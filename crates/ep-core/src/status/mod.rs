//! Workload status reported to the host runtime.

use std::fmt;

use serde::{Deserialize, Serialize};

#[derive(Debug, Clone, Copy, PartialEq, Eq, Serialize, Deserialize)]
#[serde(rename_all = "lowercase")]
pub enum StatusKind {
    Maintenance,
    Blocked,
    Waiting,
    Active,
}

impl StatusKind {
    pub fn as_str(&self) -> &'static str {
        match self {
            StatusKind::Maintenance => "maintenance",
            StatusKind::Blocked => "blocked",
            StatusKind::Waiting => "waiting",
            StatusKind::Active => "active",
        }
    }
}

impl fmt::Display for StatusKind {
    fn fmt(&self, f: &mut fmt::Formatter<'_>) -> fmt::Result {
        f.write_str(self.as_str())
    }
}

#[derive(Debug, Clone, PartialEq, Eq, Serialize, Deserialize)]
pub struct WorkloadStatus {
    pub kind: StatusKind,
    pub message: String,
}

impl WorkloadStatus {
    pub fn new(kind: StatusKind, message: impl Into<String>) -> Self {
        Self {
            kind,
            message: message.into(),
        }
    }

    pub fn maintenance(message: impl Into<String>) -> Self {
        Self::new(StatusKind::Maintenance, message)
    }

    pub fn blocked(message: impl Into<String>) -> Self {
        Self::new(StatusKind::Blocked, message)
    }

    pub fn waiting(message: impl Into<String>) -> Self {
        Self::new(StatusKind::Waiting, message)
    }

    pub fn active(message: impl Into<String>) -> Self {
        Self::new(StatusKind::Active, message)
    }

    pub fn is_blocked(&self) -> bool {
        self.kind == StatusKind::Blocked
    }
}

┄┄┄┄┄┄

Print the line with "pub fn is_blocked(&self)" and every line after it in the entries above, exactly as written. Leave out all other lines.

FINISHED TASK:
    pub fn is_blocked(&self) -> bool {
        self.kind == StatusKind::Blocked
    }
}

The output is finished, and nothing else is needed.